▸ **INPUT**:
--------------------------------------------------
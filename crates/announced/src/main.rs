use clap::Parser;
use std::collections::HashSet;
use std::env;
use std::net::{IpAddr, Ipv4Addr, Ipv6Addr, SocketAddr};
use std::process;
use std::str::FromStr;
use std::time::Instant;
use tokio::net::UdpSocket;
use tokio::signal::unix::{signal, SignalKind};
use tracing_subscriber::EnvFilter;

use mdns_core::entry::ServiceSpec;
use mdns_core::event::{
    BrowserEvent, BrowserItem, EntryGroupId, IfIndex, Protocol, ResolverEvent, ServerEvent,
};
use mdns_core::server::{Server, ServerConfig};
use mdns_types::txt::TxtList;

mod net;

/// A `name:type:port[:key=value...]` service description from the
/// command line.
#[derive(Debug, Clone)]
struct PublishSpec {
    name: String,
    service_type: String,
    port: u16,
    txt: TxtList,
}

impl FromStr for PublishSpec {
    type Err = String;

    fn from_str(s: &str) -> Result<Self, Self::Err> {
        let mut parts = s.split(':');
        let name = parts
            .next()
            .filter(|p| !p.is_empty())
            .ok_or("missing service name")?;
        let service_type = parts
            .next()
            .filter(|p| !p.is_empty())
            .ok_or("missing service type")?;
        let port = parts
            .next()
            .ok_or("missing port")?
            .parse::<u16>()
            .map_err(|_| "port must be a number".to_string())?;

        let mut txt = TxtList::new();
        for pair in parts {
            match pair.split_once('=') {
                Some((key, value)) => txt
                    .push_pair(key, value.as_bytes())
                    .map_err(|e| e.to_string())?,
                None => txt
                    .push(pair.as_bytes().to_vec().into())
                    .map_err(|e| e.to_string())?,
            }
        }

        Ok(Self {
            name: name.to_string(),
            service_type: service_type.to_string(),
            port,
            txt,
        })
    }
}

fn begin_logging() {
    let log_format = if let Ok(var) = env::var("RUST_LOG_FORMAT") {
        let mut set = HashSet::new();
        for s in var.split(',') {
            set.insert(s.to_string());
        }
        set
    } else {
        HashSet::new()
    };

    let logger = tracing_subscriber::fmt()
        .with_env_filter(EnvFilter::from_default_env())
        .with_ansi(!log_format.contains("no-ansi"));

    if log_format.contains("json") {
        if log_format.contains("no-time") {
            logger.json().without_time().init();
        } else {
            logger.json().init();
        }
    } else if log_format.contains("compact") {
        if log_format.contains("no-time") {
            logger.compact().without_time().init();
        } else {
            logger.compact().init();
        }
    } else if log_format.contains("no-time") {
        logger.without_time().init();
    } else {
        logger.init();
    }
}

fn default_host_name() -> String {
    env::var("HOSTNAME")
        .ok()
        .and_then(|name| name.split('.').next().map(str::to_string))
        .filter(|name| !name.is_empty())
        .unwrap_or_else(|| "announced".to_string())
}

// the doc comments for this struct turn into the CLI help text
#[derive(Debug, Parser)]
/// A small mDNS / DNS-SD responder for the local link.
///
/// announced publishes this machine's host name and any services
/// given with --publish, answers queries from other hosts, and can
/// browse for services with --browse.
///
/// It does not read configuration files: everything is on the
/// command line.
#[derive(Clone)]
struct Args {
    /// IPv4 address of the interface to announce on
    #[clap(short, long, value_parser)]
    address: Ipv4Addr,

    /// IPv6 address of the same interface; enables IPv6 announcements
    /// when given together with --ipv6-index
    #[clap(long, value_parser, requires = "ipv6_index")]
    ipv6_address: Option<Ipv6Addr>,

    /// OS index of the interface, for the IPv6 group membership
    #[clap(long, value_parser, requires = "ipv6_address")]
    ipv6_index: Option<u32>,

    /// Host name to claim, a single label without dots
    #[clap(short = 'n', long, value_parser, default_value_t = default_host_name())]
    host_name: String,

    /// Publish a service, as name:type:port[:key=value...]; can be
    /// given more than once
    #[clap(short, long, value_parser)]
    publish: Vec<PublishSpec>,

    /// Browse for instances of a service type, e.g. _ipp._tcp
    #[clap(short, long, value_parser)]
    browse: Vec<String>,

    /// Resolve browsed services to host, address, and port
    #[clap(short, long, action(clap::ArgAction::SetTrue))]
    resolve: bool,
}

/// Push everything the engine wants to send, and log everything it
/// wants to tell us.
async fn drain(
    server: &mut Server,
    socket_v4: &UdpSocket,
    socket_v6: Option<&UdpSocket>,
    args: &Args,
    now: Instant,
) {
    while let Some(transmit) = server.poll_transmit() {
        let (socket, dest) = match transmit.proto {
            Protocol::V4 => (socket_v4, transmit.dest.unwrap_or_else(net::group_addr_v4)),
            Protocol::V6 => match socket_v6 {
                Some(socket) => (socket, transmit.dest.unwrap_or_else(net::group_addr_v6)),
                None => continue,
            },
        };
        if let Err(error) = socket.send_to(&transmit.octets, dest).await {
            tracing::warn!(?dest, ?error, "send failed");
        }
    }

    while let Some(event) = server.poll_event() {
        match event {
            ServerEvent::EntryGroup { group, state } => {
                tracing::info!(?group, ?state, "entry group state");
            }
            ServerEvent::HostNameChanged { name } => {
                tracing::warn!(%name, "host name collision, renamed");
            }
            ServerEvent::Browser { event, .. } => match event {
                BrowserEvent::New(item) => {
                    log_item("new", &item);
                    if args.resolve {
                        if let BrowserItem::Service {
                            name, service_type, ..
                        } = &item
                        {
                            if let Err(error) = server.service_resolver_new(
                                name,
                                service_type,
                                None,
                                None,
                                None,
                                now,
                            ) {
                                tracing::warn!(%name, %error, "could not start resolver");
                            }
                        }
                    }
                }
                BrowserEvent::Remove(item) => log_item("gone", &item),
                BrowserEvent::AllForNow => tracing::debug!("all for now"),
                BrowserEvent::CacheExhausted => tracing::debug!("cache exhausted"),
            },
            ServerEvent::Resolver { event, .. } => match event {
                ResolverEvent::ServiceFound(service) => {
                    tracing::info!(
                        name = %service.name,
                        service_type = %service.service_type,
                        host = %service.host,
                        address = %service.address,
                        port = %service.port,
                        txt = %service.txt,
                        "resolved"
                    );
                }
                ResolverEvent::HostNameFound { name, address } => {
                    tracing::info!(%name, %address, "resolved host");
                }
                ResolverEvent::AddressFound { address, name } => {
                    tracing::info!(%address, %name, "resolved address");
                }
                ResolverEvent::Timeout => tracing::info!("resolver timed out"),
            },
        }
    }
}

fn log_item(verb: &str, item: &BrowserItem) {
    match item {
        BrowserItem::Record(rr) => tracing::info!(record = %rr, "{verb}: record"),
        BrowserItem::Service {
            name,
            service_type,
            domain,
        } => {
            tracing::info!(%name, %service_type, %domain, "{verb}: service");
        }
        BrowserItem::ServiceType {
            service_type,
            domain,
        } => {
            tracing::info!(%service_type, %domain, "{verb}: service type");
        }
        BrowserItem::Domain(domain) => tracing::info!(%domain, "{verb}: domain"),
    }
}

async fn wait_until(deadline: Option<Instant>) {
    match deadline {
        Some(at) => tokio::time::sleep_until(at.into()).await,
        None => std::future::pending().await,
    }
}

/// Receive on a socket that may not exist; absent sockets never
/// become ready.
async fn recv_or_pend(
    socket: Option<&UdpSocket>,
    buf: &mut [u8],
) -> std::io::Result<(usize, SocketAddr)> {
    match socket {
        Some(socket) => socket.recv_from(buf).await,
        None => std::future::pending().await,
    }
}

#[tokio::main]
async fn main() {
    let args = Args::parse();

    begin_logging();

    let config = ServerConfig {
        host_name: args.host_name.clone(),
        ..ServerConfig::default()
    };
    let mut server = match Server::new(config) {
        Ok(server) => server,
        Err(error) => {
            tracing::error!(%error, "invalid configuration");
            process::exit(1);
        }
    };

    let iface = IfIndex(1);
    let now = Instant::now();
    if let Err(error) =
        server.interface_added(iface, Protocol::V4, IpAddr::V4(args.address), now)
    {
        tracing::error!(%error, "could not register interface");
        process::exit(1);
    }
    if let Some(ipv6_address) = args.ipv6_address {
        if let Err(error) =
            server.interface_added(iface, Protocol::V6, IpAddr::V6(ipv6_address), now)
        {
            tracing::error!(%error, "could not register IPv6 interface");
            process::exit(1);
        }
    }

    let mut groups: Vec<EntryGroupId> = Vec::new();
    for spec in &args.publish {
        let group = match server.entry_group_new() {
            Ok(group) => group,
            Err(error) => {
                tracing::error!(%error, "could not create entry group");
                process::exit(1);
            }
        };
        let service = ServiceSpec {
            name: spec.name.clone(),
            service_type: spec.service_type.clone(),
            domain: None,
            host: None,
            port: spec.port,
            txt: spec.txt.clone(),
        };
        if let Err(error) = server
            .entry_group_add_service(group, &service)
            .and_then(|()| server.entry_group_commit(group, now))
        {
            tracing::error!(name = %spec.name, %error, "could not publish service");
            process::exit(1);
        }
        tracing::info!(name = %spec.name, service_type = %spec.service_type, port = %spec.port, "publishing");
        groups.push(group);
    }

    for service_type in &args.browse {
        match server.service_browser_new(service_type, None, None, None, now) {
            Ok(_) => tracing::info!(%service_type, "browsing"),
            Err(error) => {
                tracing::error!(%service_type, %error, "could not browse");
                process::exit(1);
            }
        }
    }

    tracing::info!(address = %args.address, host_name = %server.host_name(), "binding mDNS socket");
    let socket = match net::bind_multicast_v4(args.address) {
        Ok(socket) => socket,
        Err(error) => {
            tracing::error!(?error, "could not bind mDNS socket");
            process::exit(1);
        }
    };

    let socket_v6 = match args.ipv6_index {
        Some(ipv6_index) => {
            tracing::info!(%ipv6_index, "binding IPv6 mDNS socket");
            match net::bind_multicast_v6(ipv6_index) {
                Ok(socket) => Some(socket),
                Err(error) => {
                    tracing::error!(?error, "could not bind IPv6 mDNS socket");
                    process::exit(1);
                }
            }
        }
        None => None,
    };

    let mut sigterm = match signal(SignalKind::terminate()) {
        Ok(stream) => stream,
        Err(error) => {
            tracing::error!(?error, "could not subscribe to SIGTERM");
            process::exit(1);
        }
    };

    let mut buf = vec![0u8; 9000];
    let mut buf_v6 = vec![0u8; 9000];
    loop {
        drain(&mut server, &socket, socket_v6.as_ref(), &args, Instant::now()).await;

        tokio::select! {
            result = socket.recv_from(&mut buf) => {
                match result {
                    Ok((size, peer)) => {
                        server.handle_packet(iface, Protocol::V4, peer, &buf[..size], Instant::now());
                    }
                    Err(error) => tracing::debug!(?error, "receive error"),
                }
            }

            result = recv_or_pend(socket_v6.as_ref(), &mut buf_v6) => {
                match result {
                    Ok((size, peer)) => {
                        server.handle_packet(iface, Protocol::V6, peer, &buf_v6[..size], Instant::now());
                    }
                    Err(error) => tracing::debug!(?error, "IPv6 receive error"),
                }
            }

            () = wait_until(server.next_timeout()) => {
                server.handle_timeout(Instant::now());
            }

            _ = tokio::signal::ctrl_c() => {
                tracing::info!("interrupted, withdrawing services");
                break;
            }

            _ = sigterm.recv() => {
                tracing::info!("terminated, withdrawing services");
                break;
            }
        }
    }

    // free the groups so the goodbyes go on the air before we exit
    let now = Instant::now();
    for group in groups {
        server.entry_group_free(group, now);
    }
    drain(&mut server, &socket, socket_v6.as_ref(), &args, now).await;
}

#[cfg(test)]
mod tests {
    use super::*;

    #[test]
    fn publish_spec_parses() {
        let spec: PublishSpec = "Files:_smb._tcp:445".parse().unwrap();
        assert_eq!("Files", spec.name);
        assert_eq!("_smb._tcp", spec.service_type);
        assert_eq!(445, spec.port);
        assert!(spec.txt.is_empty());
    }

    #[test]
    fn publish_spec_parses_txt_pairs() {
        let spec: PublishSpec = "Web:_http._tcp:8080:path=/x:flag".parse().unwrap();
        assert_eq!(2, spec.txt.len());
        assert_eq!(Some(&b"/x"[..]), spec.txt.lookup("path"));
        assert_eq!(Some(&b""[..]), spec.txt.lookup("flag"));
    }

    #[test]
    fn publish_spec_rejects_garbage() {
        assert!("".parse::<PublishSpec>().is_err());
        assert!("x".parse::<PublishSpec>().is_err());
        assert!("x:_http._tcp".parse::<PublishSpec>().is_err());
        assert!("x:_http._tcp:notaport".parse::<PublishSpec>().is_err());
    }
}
--------------------------------------------------
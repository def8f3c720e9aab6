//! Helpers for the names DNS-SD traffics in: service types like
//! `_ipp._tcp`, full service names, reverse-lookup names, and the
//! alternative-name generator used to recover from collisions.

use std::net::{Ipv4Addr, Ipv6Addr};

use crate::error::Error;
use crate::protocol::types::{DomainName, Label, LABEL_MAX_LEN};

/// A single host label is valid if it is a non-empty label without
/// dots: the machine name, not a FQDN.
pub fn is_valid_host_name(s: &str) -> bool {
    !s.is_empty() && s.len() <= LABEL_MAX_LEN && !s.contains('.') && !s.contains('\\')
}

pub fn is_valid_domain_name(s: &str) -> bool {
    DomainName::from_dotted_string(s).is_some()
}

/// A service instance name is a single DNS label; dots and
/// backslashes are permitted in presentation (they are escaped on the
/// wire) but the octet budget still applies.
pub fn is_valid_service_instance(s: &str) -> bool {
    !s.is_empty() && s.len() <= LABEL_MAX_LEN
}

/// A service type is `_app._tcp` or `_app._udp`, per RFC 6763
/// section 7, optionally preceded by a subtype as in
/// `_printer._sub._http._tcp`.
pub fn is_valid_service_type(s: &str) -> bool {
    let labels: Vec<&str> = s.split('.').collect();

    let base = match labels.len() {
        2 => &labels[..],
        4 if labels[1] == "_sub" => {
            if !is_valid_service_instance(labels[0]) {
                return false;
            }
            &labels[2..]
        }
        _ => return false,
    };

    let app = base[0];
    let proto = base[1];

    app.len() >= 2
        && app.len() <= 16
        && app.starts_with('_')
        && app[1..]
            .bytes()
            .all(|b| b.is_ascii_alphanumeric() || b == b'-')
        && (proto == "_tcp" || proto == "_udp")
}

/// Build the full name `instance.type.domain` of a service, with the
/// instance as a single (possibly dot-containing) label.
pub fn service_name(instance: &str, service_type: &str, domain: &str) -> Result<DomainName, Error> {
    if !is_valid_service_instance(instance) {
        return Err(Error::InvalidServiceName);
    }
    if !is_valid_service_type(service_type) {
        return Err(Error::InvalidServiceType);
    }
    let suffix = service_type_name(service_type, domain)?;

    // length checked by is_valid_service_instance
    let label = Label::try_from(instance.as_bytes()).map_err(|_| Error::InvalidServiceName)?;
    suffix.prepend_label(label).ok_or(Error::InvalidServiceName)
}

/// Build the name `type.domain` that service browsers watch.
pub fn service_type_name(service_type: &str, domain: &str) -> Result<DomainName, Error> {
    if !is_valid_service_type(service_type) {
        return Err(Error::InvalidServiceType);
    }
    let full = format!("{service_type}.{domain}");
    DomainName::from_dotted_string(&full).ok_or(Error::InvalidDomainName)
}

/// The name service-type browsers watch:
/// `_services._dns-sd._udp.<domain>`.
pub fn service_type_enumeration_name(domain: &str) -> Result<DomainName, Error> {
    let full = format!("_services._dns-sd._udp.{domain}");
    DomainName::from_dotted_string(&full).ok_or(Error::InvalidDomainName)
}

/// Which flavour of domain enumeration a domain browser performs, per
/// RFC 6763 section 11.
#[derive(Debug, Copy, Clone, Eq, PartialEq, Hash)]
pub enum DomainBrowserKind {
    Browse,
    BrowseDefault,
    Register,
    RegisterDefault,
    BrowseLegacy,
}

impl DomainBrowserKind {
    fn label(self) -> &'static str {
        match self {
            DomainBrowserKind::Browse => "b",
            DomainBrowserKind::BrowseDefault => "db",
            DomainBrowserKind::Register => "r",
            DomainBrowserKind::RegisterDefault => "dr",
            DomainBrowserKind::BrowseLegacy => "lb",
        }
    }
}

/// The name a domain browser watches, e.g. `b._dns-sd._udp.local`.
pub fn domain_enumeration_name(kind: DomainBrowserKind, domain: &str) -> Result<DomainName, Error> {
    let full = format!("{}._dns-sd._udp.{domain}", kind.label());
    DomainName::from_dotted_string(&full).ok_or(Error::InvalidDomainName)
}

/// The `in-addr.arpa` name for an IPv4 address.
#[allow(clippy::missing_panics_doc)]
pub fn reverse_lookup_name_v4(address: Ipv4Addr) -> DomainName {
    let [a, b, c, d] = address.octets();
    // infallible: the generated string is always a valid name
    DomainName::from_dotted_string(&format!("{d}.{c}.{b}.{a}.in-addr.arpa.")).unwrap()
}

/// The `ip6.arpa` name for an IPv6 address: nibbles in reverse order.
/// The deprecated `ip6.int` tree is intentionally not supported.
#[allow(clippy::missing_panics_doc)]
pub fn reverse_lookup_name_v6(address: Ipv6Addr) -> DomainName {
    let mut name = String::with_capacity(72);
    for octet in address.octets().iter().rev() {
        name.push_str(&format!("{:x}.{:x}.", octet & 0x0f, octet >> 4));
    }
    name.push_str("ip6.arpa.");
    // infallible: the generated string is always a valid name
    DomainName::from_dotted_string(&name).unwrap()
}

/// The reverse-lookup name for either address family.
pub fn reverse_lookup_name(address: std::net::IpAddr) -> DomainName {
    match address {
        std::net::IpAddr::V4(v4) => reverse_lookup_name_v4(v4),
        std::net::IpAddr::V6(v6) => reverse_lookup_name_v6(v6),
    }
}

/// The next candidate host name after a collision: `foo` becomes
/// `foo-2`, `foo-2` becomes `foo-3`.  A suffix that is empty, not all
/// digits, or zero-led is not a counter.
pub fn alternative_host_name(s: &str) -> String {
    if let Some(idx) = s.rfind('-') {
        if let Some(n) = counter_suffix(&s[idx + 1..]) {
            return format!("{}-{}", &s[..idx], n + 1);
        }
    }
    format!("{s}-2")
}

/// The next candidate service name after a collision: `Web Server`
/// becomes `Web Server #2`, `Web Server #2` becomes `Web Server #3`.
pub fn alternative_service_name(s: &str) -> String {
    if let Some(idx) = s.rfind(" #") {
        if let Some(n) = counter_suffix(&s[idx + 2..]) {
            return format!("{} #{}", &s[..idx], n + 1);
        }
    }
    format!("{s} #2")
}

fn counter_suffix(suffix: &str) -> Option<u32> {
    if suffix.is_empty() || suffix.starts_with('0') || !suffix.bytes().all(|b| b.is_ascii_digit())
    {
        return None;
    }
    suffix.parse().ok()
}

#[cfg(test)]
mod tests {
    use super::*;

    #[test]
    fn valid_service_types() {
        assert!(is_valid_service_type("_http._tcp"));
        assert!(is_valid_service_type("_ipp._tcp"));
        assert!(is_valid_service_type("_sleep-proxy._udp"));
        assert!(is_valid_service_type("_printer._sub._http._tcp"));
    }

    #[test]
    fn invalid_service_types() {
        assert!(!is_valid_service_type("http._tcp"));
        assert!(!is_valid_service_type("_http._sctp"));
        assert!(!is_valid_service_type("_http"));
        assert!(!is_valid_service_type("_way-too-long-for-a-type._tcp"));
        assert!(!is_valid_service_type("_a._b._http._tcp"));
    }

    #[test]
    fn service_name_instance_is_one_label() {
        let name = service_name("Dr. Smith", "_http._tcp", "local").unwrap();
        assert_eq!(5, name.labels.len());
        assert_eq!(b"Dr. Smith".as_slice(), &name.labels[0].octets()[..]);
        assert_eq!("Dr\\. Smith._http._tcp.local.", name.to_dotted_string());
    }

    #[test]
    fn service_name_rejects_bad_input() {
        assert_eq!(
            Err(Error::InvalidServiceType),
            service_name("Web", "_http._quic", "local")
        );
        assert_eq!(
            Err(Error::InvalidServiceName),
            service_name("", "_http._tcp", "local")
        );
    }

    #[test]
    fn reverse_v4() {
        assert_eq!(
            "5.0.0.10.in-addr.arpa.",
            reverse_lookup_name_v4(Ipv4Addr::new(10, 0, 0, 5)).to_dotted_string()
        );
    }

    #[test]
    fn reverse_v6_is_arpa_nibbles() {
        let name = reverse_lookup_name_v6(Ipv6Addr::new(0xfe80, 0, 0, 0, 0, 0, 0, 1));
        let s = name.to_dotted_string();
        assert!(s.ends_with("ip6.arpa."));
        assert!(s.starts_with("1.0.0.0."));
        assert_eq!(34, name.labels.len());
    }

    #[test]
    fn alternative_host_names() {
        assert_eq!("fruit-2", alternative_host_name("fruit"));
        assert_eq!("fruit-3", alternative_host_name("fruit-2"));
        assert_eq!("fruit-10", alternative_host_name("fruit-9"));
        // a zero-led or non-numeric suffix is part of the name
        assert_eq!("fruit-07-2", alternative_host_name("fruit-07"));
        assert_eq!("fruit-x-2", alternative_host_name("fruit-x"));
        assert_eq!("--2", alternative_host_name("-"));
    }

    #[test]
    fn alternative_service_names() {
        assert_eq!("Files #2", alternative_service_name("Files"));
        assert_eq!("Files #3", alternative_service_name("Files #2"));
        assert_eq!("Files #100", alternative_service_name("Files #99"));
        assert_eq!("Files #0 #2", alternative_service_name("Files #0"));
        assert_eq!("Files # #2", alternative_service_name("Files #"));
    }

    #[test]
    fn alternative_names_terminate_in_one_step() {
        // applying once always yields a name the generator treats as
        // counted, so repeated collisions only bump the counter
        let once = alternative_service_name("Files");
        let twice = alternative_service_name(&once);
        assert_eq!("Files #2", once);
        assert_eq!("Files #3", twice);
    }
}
--------------------------------------------------
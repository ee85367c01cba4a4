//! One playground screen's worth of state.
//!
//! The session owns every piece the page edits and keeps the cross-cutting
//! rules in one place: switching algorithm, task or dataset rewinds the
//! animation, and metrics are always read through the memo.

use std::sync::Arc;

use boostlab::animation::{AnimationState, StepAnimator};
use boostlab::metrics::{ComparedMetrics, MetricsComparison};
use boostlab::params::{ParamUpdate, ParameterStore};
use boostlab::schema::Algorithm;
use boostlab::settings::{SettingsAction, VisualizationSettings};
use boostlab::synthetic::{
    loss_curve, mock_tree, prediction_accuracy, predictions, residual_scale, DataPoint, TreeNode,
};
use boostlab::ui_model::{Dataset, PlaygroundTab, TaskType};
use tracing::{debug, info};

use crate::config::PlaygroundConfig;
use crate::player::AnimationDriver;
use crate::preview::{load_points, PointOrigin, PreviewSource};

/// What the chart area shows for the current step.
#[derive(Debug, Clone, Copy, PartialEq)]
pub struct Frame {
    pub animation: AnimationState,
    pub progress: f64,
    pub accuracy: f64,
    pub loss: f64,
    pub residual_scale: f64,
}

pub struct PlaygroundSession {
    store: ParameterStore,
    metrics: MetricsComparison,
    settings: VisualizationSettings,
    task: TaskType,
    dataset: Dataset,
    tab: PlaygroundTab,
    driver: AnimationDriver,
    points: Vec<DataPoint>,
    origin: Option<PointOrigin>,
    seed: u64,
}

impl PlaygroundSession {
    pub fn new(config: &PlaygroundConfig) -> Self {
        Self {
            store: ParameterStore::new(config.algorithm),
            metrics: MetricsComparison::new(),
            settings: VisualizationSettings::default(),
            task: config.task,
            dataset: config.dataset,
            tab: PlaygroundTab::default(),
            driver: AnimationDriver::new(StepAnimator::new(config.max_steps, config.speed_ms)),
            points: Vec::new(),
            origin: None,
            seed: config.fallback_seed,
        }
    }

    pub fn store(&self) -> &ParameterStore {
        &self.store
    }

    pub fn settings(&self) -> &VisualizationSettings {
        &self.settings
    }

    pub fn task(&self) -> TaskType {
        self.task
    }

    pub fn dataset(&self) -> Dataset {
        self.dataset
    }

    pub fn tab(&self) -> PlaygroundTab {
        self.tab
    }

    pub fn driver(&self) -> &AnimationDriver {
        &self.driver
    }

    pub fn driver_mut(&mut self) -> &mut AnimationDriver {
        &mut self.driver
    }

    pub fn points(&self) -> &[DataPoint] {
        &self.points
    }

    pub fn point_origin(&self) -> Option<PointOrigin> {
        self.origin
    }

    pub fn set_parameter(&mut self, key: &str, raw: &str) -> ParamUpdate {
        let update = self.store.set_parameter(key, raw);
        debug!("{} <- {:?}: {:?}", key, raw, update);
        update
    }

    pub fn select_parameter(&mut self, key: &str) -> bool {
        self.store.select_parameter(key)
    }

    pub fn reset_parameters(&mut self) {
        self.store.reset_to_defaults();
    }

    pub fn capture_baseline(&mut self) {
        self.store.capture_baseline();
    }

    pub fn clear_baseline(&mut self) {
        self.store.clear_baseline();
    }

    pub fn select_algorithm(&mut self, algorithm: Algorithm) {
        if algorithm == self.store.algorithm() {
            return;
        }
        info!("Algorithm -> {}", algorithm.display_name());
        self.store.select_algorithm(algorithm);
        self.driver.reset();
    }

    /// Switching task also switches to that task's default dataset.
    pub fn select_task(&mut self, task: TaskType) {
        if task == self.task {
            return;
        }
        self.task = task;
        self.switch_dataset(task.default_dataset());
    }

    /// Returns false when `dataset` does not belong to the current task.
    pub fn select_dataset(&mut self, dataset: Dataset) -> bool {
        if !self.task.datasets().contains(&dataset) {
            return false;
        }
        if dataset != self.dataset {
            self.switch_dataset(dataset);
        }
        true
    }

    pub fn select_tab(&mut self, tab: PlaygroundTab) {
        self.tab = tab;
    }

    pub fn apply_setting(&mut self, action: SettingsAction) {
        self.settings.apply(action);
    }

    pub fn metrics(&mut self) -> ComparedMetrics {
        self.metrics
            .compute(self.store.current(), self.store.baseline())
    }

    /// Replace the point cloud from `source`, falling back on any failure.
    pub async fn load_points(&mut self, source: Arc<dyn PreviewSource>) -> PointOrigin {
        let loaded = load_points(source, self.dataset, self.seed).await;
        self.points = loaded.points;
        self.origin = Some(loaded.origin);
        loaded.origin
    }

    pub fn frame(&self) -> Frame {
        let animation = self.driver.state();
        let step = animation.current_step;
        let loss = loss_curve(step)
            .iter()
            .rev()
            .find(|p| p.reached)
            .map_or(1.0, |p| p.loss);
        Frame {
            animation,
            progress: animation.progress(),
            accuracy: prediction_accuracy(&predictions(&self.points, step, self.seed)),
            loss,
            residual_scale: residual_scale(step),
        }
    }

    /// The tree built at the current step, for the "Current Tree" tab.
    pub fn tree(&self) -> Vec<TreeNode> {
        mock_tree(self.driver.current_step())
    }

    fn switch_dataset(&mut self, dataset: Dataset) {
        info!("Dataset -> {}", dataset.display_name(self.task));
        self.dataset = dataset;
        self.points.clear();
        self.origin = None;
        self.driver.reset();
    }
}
--------------------------------------------------
Copy whichever lines in the listing above hold "becomes".

▸ **EXPECTED OUTPUT**:
/// The next candidate host name after a collision: `foo` becomes
/// `foo-2`, `foo-2` becomes `foo-3`.  A suffix that is empty, not all
/// becomes `Web Server #2`, `Web Server #2` becomes `Web Server #3`.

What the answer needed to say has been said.